Quando o mercado de gás voltará à normalidade?
Mesmo quando as cotações despencaram por causa da Covid-19, houve uma luz no fim do túnel, mas apenas quando a pandemia chegou ao fim.
Desta vez, provavelmente nos livraremos do preço do gás ao redor de € 200/MWh quando a turbulência política diminuir e o mercado de gás voltar à normalidade. No entanto, para a Europa, dependente do gás russo, isso ainda pode estar distante. Não dá para descartar, contudo, que o panorama mude de uma hora para a outra.
Geradoras de energia renovável, particularmente aquelas com um portfólio de ativos, serão tentadas, em sua revisão anual, a alterar a combinação entre hedge e merchant em favor de uma posição que privilegie a segunda opção.
Na verdade, com os preços no patamar em que se encontram, elas podem se ver forçadas a fazer isso.
Entretanto, uma abordagem mais prudente ainda seria encontrar compradores de serviços públicos ou corporativos que estão sob grande pressão devido ao valor pago pelo abastecimento energético. Isso porque, se a curva de preços a longo prazo se estabilizar, conseguir “travar” um valor mais alto agora para esse tipo de contrato prazo parece uma boa estratégia.

Inflação do preço da construção
Os altos preços que vemos em muitos setores da economia global, no entanto, também acabam afetando as companhias de geração de energia. Mesmo com as cotações de seu produto nas alturas, qualquer empresa que se aventure a expandir suas instalações para tirar proveito do atual cenário acabará sendo atingida pela inflação desenfreada da construção.
Para se ter uma ideia, incorporadoras que se candidataram à quarta rodada do programa “Contract for Difference” (CfD) do Reino Unido agora estão implorando por subsídios financeiros adicionais para apoiar seus projetos, sejam eles onshore ou offshore. E, quanto maior o projeto, maior a elevação de seu custo.
As tarifas de energia tocaram as mínimas (£30 – € 35/MWh) quando a pandemia de Covid-19 se instalou, na primavera de 2020. Mas agora elas alcançaram patamares inesperados, de mais de £ 200/MWh e até de € 200MWh em alguns países, à medida que a crise invade cada vez mais residências ao redor do globo.
Estamos falando, claro, da Europa. Nos Estados Unidos, fora alguns dias atípicos no Texas durante o inverno passado, e na Califórnia, em todo o verão, os preços ficaram congelados em 2021. Isso porque a revolução do fracking nos EUA foi de tal ordem que o país tem sido imune a muitos aspectos da crise energética e está, de fato, se preparando para enviar grandes quantidades de gás ao velho continente.
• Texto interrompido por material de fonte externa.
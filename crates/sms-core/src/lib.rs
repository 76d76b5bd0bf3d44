// # sms-core
//
// Core library for the SMS dispatch service.
//
// ## Architecture Overview
//
// This library provides the configuration-driven dispatch layer for
// outbound SMS:
// - **SmsSender**: Trait for provider-specific senders (one per gateway)
// - **SmsSenderFactory**: Trait for constructing senders from configuration
// - **SettingsStore**: Trait for the administrative settings records that
//   hold the provider configuration
// - **SenderRegistry**: Plugin-based registry mapping provider type names
//   to factories
// - **SmsService**: The dispatch service that holds at most one active
//   sender, refreshes it from stored configuration, and forwards send
//   calls to it
//
// ## Design Principles
//
// 1. **Separation of Concerns**: The service owns the sender lifecycle;
//    transport and protocol details live in provider crates
// 2. **Plugin-Based**: Providers are registered dynamically, no hard-coded
//    if-else over provider types
// 3. **Stale-Over-Outage**: A failed configuration refresh keeps the
//    previously working sender installed
// 4. **Library-First**: The service is constructed and started explicitly
//    by its owner; no ambient framework wiring

pub mod config;
pub mod error;
pub mod registry;
pub mod service;
pub mod settings;
pub mod traits;

// Re-export core types for convenience
pub use config::{SmsProviderConfig, TestSmsRequest};
pub use error::{Error, ErrorKind, Result, root_cause_message};
pub use registry::SenderRegistry;
pub use service::{SMS_SETTINGS_KEY, SmsService};
pub use settings::{FileSettingsStore, MemorySettingsStore};
pub use traits::{AdminSettings, SettingsScope, SettingsStore, SmsSender, SmsSenderFactory};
O impacto do conflito na Ucrânia
O preço do gás ainda impulsiona os mercados de energia, e, antes da invasão da Ucrânia pela Rússia, o seu valor global estava disparando. Mas agora, é claro que há uma pressão extra.
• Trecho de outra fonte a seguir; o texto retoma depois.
//! Error types for the SMS dispatch service
//!
//! This module defines the uniform error type surfaced to callers, its
//! coarse classification, and the root-cause unwrapping helper used to
//! derive user-facing failure messages.

use thiserror::Error;

/// Result type alias for SMS operations
pub type Result<T> = std::result::Result<T, Error>;

/// Core error type for the SMS dispatch service
#[derive(Error, Debug)]
pub enum Error {
    /// No SMS provider has been configured
    #[error("unable to send SMS: no SMS provider configured")]
    NotConfigured,

    /// The provider configuration was rejected (parse or factory failure)
    #[error("invalid SMS provider configuration: {0}")]
    InvalidConfiguration(String),

    /// The provider accepted the configuration but the send itself failed
    #[error("unable to send SMS: {0}")]
    SendFailed(String),

    /// Settings store errors
    #[error("settings store error: {0}")]
    SettingsStore(String),

    /// Configuration errors
    #[error("configuration error: {0}")]
    Config(String),

    /// I/O errors (settings persistence)
    #[error("I/O error: {0}")]
    Io(#[from] std::io::Error),

    /// JSON serialization/deserialization errors
    #[error("JSON error: {0}")]
    Json(#[from] serde_json::Error),

    /// Provider-specific error, optionally chaining the underlying cause
    #[error("provider error ({provider}): {message}")]
    Provider {
        /// Provider name
        provider: String,
        /// Error message
        message: String,
        /// Underlying cause, if any (e.g. an HTTP client error)
        #[source]
        source: Option<Box<dyn std::error::Error + Send + Sync>>,
    },
}

/// Coarse classification of an [`Error`], surfaced to API callers
#[derive(Debug, Clone, Copy, PartialEq, Eq)]
pub enum ErrorKind {
    /// No active sender; the operation was never attempted
    NotConfigured,
    /// A factory or parser rejected the configuration
    InvalidConfiguration,
    /// The send call itself failed
    SendFailure,
    /// Anything internal (settings store, I/O, serialization)
    Internal,
}

impl Error {
    /// Create a settings store error
    pub fn settings_store(msg: impl Into<String>) -> Self {
        Self::SettingsStore(msg.into())
    }

    /// Create a configuration error
    pub fn config(msg: impl Into<String>) -> Self {
        Self::Config(msg.into())
    }

    /// Create a provider error without an underlying cause
    pub fn provider(provider: impl Into<String>, message: impl Into<String>) -> Self {
        Self::Provider {
            provider: provider.into(),
            message: message.into(),
            source: None,
        }
    }

    /// Create a provider error chaining the underlying cause
    pub fn provider_with_source(
        provider: impl Into<String>,
        message: impl Into<String>,
        source: impl std::error::Error + Send + Sync + 'static,
    ) -> Self {
        Self::Provider {
            provider: provider.into(),
            message: message.into(),
            source: Some(Box::new(source)),
        }
    }

    /// The coarse classification of this error
    pub fn kind(&self) -> ErrorKind {
        match self {
            Error::NotConfigured => ErrorKind::NotConfigured,
            Error::InvalidConfiguration(_) | Error::Config(_) => ErrorKind::InvalidConfiguration,
            Error::SendFailed(_) | Error::Provider { .. } => ErrorKind::SendFailure,
            Error::SettingsStore(_) | Error::Io(_) | Error::Json(_) => ErrorKind::Internal,
        }
    }
}

/// Helper for converting anyhow::Error to our Error type
impl From<anyhow::Error> for Error {
    fn from(err: anyhow::Error) -> Self {
        Self::Config(err.to_string())
    }
}

/// Walk an error's `source()` chain to its end and return the deepest
/// message.
///
/// This is the message shown to callers on send failures, so that a
/// "quota exceeded" buried under two layers of transport wrappers is
/// surfaced as "quota exceeded" rather than the outermost wrapper text.
pub fn root_cause_message(err: &(dyn std::error::Error + 'static)) -> String {
    let mut current = err;
    while let Some(source) = current.source() {
        current = source;
    }
    current.to_string()
}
Apesar de a energia verde se beneficiar de um mercado de gás dinâmico, seria interessante ver o que aconteceria se essa commodity fosse retirada da equação agora, como sugerem aqueles que defendem uma política net zero em oposição a uma abordagem de transição energética.
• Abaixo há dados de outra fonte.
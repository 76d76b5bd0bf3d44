// # Twilio SMS Sender
//
// This crate provides a Twilio sender implementation for the SMS dispatch
// service.
//
// ## Behavior
//
// - Makes one HTTP request per send (no retry, no backoff, no queueing -
//   failures are surfaced to the dispatch service immediately)
// - HTTP timeout configured (30 seconds); nothing above it imposes one
// - Specific error handling for HTTP status codes (400, 401/403, 404,
//   429, 5xx)
// - Returns the segment count reported by the API as the send result
// - Destination checked against the E.164 shape before the API call
//   (address validation is delegated to providers by the dispatch layer)
//
// ## Security Requirements
//
// - Auth token NEVER appears in logs or Debug output
// - Sender fails fast on empty credentials (factory-validated)
//
// ## API Reference
//
// - Create Message: POST `/2010-04-01/Accounts/{AccountSid}/Messages.json`
//   with form fields `To`, `From`, `Body` and HTTP basic auth

use async_trait::async_trait;
use serde_json::Value;
use sms_core::config::SmsProviderConfig;
use sms_core::traits::{SmsSender, SmsSenderFactory};
use sms_core::{Error, Result, SenderRegistry};
use std::time::Duration;

/// Twilio API base URL
const TWILIO_API_BASE: &str = "https://api.twilio.com/2010-04-01";

/// Default HTTP timeout for API requests (30 seconds)
const DEFAULT_HTTP_TIMEOUT: Duration = Duration::from_secs(30);

/// Twilio SMS sender
///
/// One instance wraps one Twilio account. Stateless between sends; the
/// only held resource is the HTTP connection pool, released on
/// `destroy()`.
pub struct TwilioSender {
    /// Twilio account SID
    account_sid: String,

    /// Twilio auth token
    /// ⚠️ NEVER log this value
    account_token: String,

    /// Sender phone number or messaging service identifier
    number_from: String,

    /// HTTP client for API requests
    client: reqwest::Client,
}

// Custom Debug implementation that hides the auth token
impl std::fmt::Debug for TwilioSender {
    fn fmt(&self, f: &mut std::fmt::Formatter<'_>) -> std::fmt::Result {
        f.debug_struct("TwilioSender")
            .field("account_sid", &self.account_sid)
            .field("account_token", &"<REDACTED>")
            .field("number_from", &self.number_from)
            .finish()
    }
}

impl TwilioSender {
    /// Create a new Twilio sender
    ///
    /// # Parameters
    ///
    /// - `account_sid`: Twilio account SID
    /// - `account_token`: Twilio auth token
    /// - `number_from`: Sender number in E.164 form (or a messaging
    ///   service SID)
    ///
    /// # Security
    ///
    /// The auth token will never be logged or displayed in error
    /// messages.
    pub fn new(
        account_sid: impl Into<String>,
        account_token: impl Into<String>,
        number_from: impl Into<String>,
    ) -> Result<Self> {
        let account_sid = account_sid.into();
        let account_token = account_token.into();
        let number_from = number_from.into();

        if account_sid.is_empty() || account_token.is_empty() {
            return Err(Error::config("Twilio credentials cannot be empty"));
        }

        let client = reqwest::Client::builder()
            .timeout(DEFAULT_HTTP_TIMEOUT)
            .build()
            .map_err(|e| Error::provider_with_source("twilio", "failed to build HTTP client", e))?;

        Ok(Self {
            account_sid,
            account_token,
            number_from,
            client,
        })
    }

    /// Check that a destination looks like an E.164 number
    ///
    /// `+` prefix optional, leading digit 1-9, at most 15 digits total.
    fn is_valid_number(number: &str) -> bool {
        let digits = number.strip_prefix('+').unwrap_or(number);
        !digits.is_empty()
            && digits.len() <= 15
            && !digits.starts_with('0')
            && digits.chars().all(|c| c.is_ascii_digit())
    }

    /// Map a non-success HTTP response to a provider error
    async fn status_error(response: reqwest::Response) -> Error {
        let status = response.status();
        let error_text = response
            .text()
            .await
            .unwrap_or_else(|_| "Unable to read error response".to_string());

        match status.as_u16() {
            400 => Error::provider(
                "twilio",
                format!("Invalid request rejected by Twilio: {}", error_text),
            ),
            401 | 403 => Error::provider(
                "twilio",
                format!(
                    "Authentication failed: invalid account SID or auth token. Status: {}",
                    status
                ),
            ),
            404 => Error::provider(
                "twilio",
                format!("Twilio account or resource not found. Status: {}", status),
            ),
            429 => Error::provider(
                "twilio",
                format!("Rate limit exceeded. Status: {}", status),
            ),
            500..=599 => Error::provider(
                "twilio",
                format!("Twilio server error (transient): {} - {}", status, error_text),
            ),
            _ => Error::provider(
                "twilio",
                format!("Send failed: {} - {}", status, error_text),
            ),
        }
    }
}

#[async_trait]
impl SmsSender for TwilioSender {
    /// Send one message through the Twilio Messages API
    ///
    /// Makes exactly one POST request. The returned status code is the
    /// segment count Twilio reports for the accepted message.
    async fn send_sms(&self, number_to: &str, message: &str) -> Result<i32> {
        if !Self::is_valid_number(number_to) {
            return Err(Error::provider(
                "twilio",
                format!("Invalid destination number: {}", number_to),
            ));
        }

        tracing::debug!("sending SMS to {} via Twilio", number_to);

        let url = format!(
            "{}/Accounts/{}/Messages.json",
            TWILIO_API_BASE, self.account_sid
        );

        let params = [
            ("To", number_to),
            ("From", self.number_from.as_str()),
            ("Body", message),
        ];

        let response = self
            .client
            .post(&url)
            .basic_auth(&self.account_sid, Some(&self.account_token))
            .form(&params)
            .send()
            .await
            .map_err(|e| Error::provider_with_source("twilio", "HTTP request failed", e))?;

        if !response.status().is_success() {
            return Err(Self::status_error(response).await);
        }

        let body: Value = response
            .json()
            .await
            .map_err(|e| Error::provider_with_source("twilio", "failed to parse response", e))?;

        // Twilio reports num_segments as a JSON string
        let segments = body["num_segments"]
            .as_str()
            .and_then(|s| s.parse::<i32>().ok())
            .unwrap_or(1);

        tracing::debug!(
            "Twilio accepted message to {} ({} segment(s))",
            number_to,
            segments
        );
        Ok(segments)
    }

    fn destroy(&self) {
        // The reqwest client's pool is released when the sender is
        // dropped; nothing else is held.
        tracing::debug!("destroying Twilio sender for account {}", self.account_sid);
    }

    fn provider_name(&self) -> &'static str {
        "twilio"
    }
}

/// Factory for creating Twilio senders
pub struct TwilioFactory;

impl SmsSenderFactory for TwilioFactory {
    fn create(&self, config: &SmsProviderConfig) -> Result<Box<dyn SmsSender>> {
        match config {
            SmsProviderConfig::Twilio {
                account_sid,
                account_token,
                number_from,
            } => {
                if account_sid.is_empty() || account_token.is_empty() {
                    return Err(Error::config("Twilio credentials are required"));
                }
                if number_from.is_empty() {
                    return Err(Error::config("Twilio sender number is required"));
                }

                Ok(Box::new(TwilioSender::new(
                    account_sid.clone(),
                    account_token.clone(),
                    number_from.clone(),
                )?))
            }
            _ => Err(Error::config("Invalid config for Twilio provider")),
        }
    }
}

/// Register the Twilio sender with a registry
///
/// Call during initialization to make the Twilio provider available:
///
/// ```rust
/// use sms_core::SenderRegistry;
///
/// let registry = SenderRegistry::new();
/// sms_provider_twilio::register(&registry);
/// assert!(registry.has_factory("twilio"));
/// ```
pub fn register(registry: &SenderRegistry) {
    registry.register("twilio", Box::new(TwilioFactory));
}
Bem, parece que a vida seria insustentável. Não é à toa que muitos governos europeus intervieram para ajudar consumidores com suas contas.
Afinal, a invasão russa mostrou que nós, na Europa, somos muito dependentes do gás ou devemos aumentar a produção?
Essa parece ser uma questão política que dominará os debates durante o verão, conforme os governos buscam aumentar seus suprimentos de gás e os defensores do net zero tornam-se mais incisivos em suas demandas.
Queda do preço do gás?
Um cenário apresentado por analistas do Citi é que os preços desse produto podem cair. Eles acreditam que com a produção dos EUA aumentando, a Rússia, a fim de combater a concorrência norte-americana, vai inundar a Europa com gás assim que a guerra chegar ao fim.
Esse, na verdade, é um debate semelhante ao que ocorreu durante o governo de Donald Trump, quando ele estava em uma missão para vender gás à Europa. Ou seja: diversificar optando pelo gás dos EUA ou manter o foco na Rússia?
Será interessante ver o que acontecerá quando a turbulência política diminuir. Ainda haverá a perspectiva de obter gás russo barato? A ver.